A sharp drop in arrivals to Greece outweighed record migration to Italy, it said.

The decrease was largely owing to a Turkey-EU deal whereby Ankara took back migrants who crossed by sea to the Greek islands and the EU resettled Syrian refugees living in Turkey. [...]

The trend shows that the central Mediterranean route linking the Sahara region to Southern Europe still operates at full capacity despite European efforts to stem the flow, IOM analysts said. 

CityLab: Africa's First High-Speed Train Is Coming

The train from Tangier to Casablanca currently moseys down the coast of Morocco, making the journey in 4 hours and 45 minutes. When the North African nation’s new high-speed train debuts in June 2018, that trip will take less than half the time—2 hours and 10 minutes. It will be the first high-speed train for both Morocco and the African continent.

There’s much to be celebrated in the successful completion of this $1.9 billion project. Who doesn’t love a high-speed train—especially in comparison to those sucky U.S. trains? The high-tech rolling stock comes from French manufacturer Alstom, which supplied the 12 double-decker models; the funding came from Morocco, France, Kuwait, Saudi Arabia, and the UAE. The high-speed line is in keeping with the Moroccan government’s focus on attracting foreign investment through megaprojects. From the world’s largest solar plant in the Sahara Desert to a new airport for the capital, recent development has been big and flashy. And it’s worked: Since 2011, foreign direct investment has increased by more than 11 percent. Tourism, which supplies close to 7 percent of GDP (more than twice the percentage in the United States), has also remained strong. [...]

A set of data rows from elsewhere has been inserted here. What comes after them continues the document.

use crate::texture::Texture;
use crate::vertex::CanvasVertex;

/// Single pipeline for every scene draw: textured, tinted, alpha-blended
/// triangles. Bind group 0 holds the camera, group 1 the texture.
pub struct CanvasPipeline {
    pub render_pipeline: wgpu::RenderPipeline,
    pub camera_bind_group_layout: wgpu::BindGroupLayout,
    pub texture_bind_group_layout: wgpu::BindGroupLayout,
}

impl CanvasPipeline {
    pub fn new(device: &wgpu::Device, surface_format: wgpu::TextureFormat) -> Self {
        let shader = device.create_shader_module(wgpu::ShaderModuleDescriptor {
            label: Some("Canvas Shader"),
            source: wgpu::ShaderSource::Wgsl(include_str!("shaders/canvas.wgsl").into()),
        });

        let camera_bind_group_layout =
            device.create_bind_group_layout(&wgpu::BindGroupLayoutDescriptor {
                label: Some("Camera Bind Group Layout"),
                entries: &[wgpu::BindGroupLayoutEntry {
                    binding: 0,
                    visibility: wgpu::ShaderStages::VERTEX,
                    ty: wgpu::BindingType::Buffer {
                        ty: wgpu::BufferBindingType::Uniform,
                        has_dynamic_offset: false,
                        min_binding_size: None,
                    },
                    count: None,
                }],
            });

        let texture_bind_group_layout =
            device.create_bind_group_layout(&wgpu::BindGroupLayoutDescriptor {
                label: Some("Texture Bind Group Layout"),
                entries: &[
                    wgpu::BindGroupLayoutEntry {
                        binding: 0,
                        visibility: wgpu::ShaderStages::FRAGMENT,
                        ty: wgpu::BindingType::Texture {
                            sample_type: wgpu::TextureSampleType::Float { filterable: true },
                            view_dimension: wgpu::TextureViewDimension::D2,
                            multisampled: false,
                        },
                        count: None,
                    },
                    wgpu::BindGroupLayoutEntry {
                        binding: 1,
                        visibility: wgpu::ShaderStages::FRAGMENT,
                        ty: wgpu::BindingType::Sampler(wgpu::SamplerBindingType::Filtering),
                        count: None,
                    },
                ],
            });

        let layout = device.create_pipeline_layout(&wgpu::PipelineLayoutDescriptor {
            label: Some("Canvas Pipeline Layout"),
            bind_group_layouts: &[&camera_bind_group_layout, &texture_bind_group_layout],
            push_constant_ranges: &[],
        });

        let render_pipeline = device.create_render_pipeline(&wgpu::RenderPipelineDescriptor {
            label: Some("Canvas Pipeline"),
            layout: Some(&layout),
            vertex: wgpu::VertexState {
                module: &shader,
                entry_point: Some("vs_main"),
                compilation_options: Default::default(),
                buffers: &[CanvasVertex::layout()],
            },
            fragment: Some(wgpu::FragmentState {
                module: &shader,
                entry_point: Some("fs_main"),
                compilation_options: Default::default(),
                targets: &[Some(wgpu::ColorTargetState {
                    format: surface_format,
                    blend: Some(wgpu::BlendState::ALPHA_BLENDING),
                    write_mask: wgpu::ColorWrites::ALL,
                })],
            }),
            // Y-down projection flips winding, so nothing is culled.
            primitive: wgpu::PrimitiveState {
                topology: wgpu::PrimitiveTopology::TriangleList,
                cull_mode: None,
                ..Default::default()
            },
            depth_stencil: None,
            multisample: wgpu::MultisampleState::default(),
            multiview: None,
            cache: None,
        });

        Self {
            render_pipeline,
            camera_bind_group_layout,
            texture_bind_group_layout,
        }
    }

    pub fn create_camera_bind_group(
        &self,
        device: &wgpu::Device,
        camera_buffer: &wgpu::Buffer,
    ) -> wgpu::BindGroup {
        device.create_bind_group(&wgpu::BindGroupDescriptor {
            label: Some("Camera Bind Group"),
            layout: &self.camera_bind_group_layout,
            entries: &[wgpu::BindGroupEntry {
                binding: 0,
                resource: camera_buffer.as_entire_binding(),
            }],
        })
    }

    pub fn create_texture_bind_group(
        &self,
        device: &wgpu::Device,
        texture: &Texture,
    ) -> wgpu::BindGroup {
        device.create_bind_group(&wgpu::BindGroupDescriptor {
            label: Some("Texture Bind Group"),
            layout: &self.texture_bind_group_layout,
            entries: &[
                wgpu::BindGroupEntry {
                    binding: 0,
                    resource: wgpu::BindingResource::TextureView(&texture.view),
                },
                wgpu::BindGroupEntry {
                    binding: 1,
                    resource: wgpu::BindingResource::Sampler(&texture.sampler),
                },
            ],
        })
    }
}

Unemployment remains a major issue for Morocco, with a countrywide rate of over 20 percent. For young people, the figure doubles. Fabiani tells CityLab that the country’s urban/rural divide is particularly stark. “If you go outside the main cities,” he says, “the state of the roads is very poor, as is access to clean water, schools, and hospitals.” A high-speed train linking Morocco’s main urban centers will likely be out of reach, both geographically and financially, for the majority of Moroccans. “The people who will be able to afford it—residents of cities and professionals—are not that many,” he says, noting that the money and effort might be better spent on more effective education efforts.

Al Jazeera: Iranian soldier lauded after risking life to save dog

A young Sunni soldier has become a national hero in Shia-majority Iran after being mutilated while trying to save a stray dog trapped in a minefield.

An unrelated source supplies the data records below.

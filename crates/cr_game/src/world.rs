//! Per-frame game rules.
//!
//! `World` owns all mutable game state and is driven by the app loop once per
//! fixed step with the current game-clock time. Nothing here touches the
//! window, the GPU or the filesystem, so every rule can be exercised in tests
//! by feeding explicit timestamps and a seeded RNG.
//!
//! Frame order matters and is fixed:
//!   1. difficulty ramp from elapsed play time
//!   2. gravity + integration, then platform landing
//!   3. spawner tick
//!   4. scroll obstacles, then player-vs-obstacle hit test
//!   5. prune obstacles that left the screen
//!   6. expire invincibility
//!
//! Hits are tested before invincibility expires, so a hit on the very frame
//! the window would close is still ignored.

use rand::Rng;

use crate::collision::{first_obstacle_hit, resolve_platforms, Rect};
use crate::config::GameConfig;
use crate::obstacle::Obstacle;
use crate::player::Player;
use crate::ranking::Rankings;
use crate::spawner::{ObstacleSpawner, SpeedSchedule};
use cr_core::input::InputState;

#[derive(Debug, Clone, Copy, PartialEq, Eq)]
pub enum Phase {
    Playing,
    GameOver,
}

#[derive(Debug, Clone, Copy, PartialEq)]
pub struct GameOverSummary {
    pub survival_time: f32,
    /// 0-based slot on the board, `None` if the run did not place.
    pub rank: Option<usize>,
}

#[derive(Debug, Clone, Copy, Default, PartialEq)]
pub struct FrameOutcome {
    pub landed: bool,
    pub spawned: bool,
    pub hit: bool,
    pub game_over: Option<GameOverSummary>,
}

pub struct World {
    config: GameConfig,
    pub player: Player,
    pub platforms: Vec<Rect>,
    pub obstacles: Vec<Obstacle>,
    spawner: ObstacleSpawner,
    speed: SpeedSchedule,
    obstacle_speed: f32,
    lives: u32,
    phase: Phase,
    invincible_since: Option<f32>,
    start_time: f32,
    end_time: Option<f32>,
    rankings: Rankings,
    last_rank: Option<usize>,
}

impl World {
    pub fn new(config: GameConfig, rankings: Rankings, now: f32) -> Self {
        let ground = Rect::new(
            0.0,
            config.ground_y,
            config.viewport_width,
            config.ground_thickness,
        );
        let mut spawner = ObstacleSpawner::from_config(&config);
        spawner.last_spawn = now;
        let speed = SpeedSchedule::from_config(&config);

        Self {
            player: Player::new(config.player_start()),
            platforms: vec![ground],
            obstacles: Vec::new(),
            spawner,
            obstacle_speed: speed.speed(),
            speed,
            lives: config.starting_lives,
            phase: Phase::Playing,
            invincible_since: None,
            start_time: now,
            end_time: None,
            rankings,
            last_rank: None,
            config,
        }
    }

    pub fn config(&self) -> &GameConfig {
        &self.config
    }

    /// Apply this step's jump edges. A tap that both presses and releases
    /// within one step jumps, then cuts the jump.
    pub fn handle_input(&mut self, input: &InputState) {
        if input.jump_just_pressed() {
            self.jump_pressed();
        }
        if input.jump_just_released() {
            self.jump_released();
        }
    }

    pub fn jump_pressed(&mut self) {
        if self.phase == Phase::Playing {
            self.player.press_jump(self.config.jump_force);
        }
    }

    pub fn jump_released(&mut self) {
        if self.phase == Phase::Playing {
            self.player.release_jump();
        }
    }

    pub fn update<R: Rng + ?Sized>(&mut self, now: f32, rng: &mut R) -> FrameOutcome {
        let mut outcome = FrameOutcome::default();
        if self.phase == Phase::GameOver {
            return outcome;
        }

        self.obstacle_speed = self.speed.update(now - self.start_time);

        let size = self.config.player_size;
        self.player.integrate(self.config.gravity);
        outcome.landed = resolve_platforms(&mut self.player, &self.platforms, size);

        if let Some(obstacle) =
            self.spawner
                .tick(now, self.config.viewport_width, self.config.ground_y, rng)
        {
            self.obstacles.push(obstacle);
            outcome.spawned = true;
        }

        for obstacle in &mut self.obstacles {
            obstacle.scroll(self.obstacle_speed);
        }
        if self.invincible_since.is_none() {
            let hitbox = self.player.hitbox(size);
            if first_obstacle_hit(&hitbox, &self.obstacles).is_some() {
                outcome.hit = true;
                outcome.game_over = self.register_hit(now);
            }
        }

        self.obstacles.retain(|obstacle| !obstacle.is_off_screen());

        if let Some(since) = self.invincible_since {
            if now - since > self.config.invincibility_duration {
                self.invincible_since = None;
                log::debug!("Invincibility ended at t={:.2}", now);
            }
        }

        outcome
    }

    fn register_hit(&mut self, now: f32) -> Option<GameOverSummary> {
        self.lives = self.lives.saturating_sub(1);
        self.invincible_since = Some(now);
        log::debug!("Hit at t={:.2}, lives left: {}", now, self.lives);

        if self.lives > 0 {
            return None;
        }

        self.phase = Phase::GameOver;
        self.end_time = Some(now);
        let survival_time = now - self.start_time;
        let rank = self.rankings.insert(survival_time);
        self.last_rank = rank;
        log::info!(
            "Game over after {:.2}s (rank: {})",
            survival_time,
            rank.map_or_else(|| "unranked".to_string(), |r| (r + 1).to_string())
        );
        Some(GameOverSummary {
            survival_time,
            rank,
        })
    }

    pub fn is_game_over(&self) -> bool {
        self.phase == Phase::GameOver
    }

    pub fn lives(&self) -> u32 {
        self.lives
    }

    pub fn is_invincible(&self) -> bool {
        self.invincible_since.is_some()
    }

    pub fn obstacle_speed(&self) -> f32 {
        self.obstacle_speed
    }

    /// Final survival time once the game is over.
    pub fn survival_time(&self) -> Option<f32> {
        self.end_time.map(|end| end - self.start_time)
    }

    pub fn rankings(&self) -> &Rankings {
        &self.rankings
    }

    /// 1-based board position of this run, if it placed.
    pub fn player_rank(&self) -> Option<usize> {
        self.last_rank.map(|rank| rank + 1)
    }
}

The story of Mohammad Bakhtar, 19, has gone viral in the country, with supportive tweets and photos pouring in since the incident at an Iranian military base last month.

On the freezing afternoon of December 17, Bakhtar noticed the dog caught in barbed wire around a minefield near an ammunition depot. Hearing the dog's plaintive cries, Bakhtar rushed over to free the injured animal - and seconds later, a mine exploded, shattering his right leg. [...]

Cyclist Kamal Rastkhani said that he had travelled more than 300 kilometres in snow and freezing weather to pay homage to Bakhtar "as the symbol of love for God's creatures".

Quartz: Less bling, more mass ceremonies: A county in China is banning extravagant weddings

For Chinese of modest means, a big wedding can actually mean bankruptcy. As a result, one county in China is cracking down on extravagant events in order to build a “virtuous and frugal society.”

On Jan. 1, new rules in Taiqian county in China’s northern Henan province went into effect in hopes of curbing extravagant weddings and funerals. The local government is encouraging residents to hold simpler events, according to its rules (link in Chinese, registration required) that dictate guidelines from the value of gifts to the size of banquets. Violations could be punished by public shaming. [...]

Chinese netizens seem to have mixed feelings about the rules. On Weibo, China’s Twitter-esque social media (link in Chinese, registration required) site, one user said “the government is meddling in people’s lives too much.” But some believe it has the right intention. “Many parents are in debt because of the weddings of their sons. These vulgar practices should be abandoned!” said another user.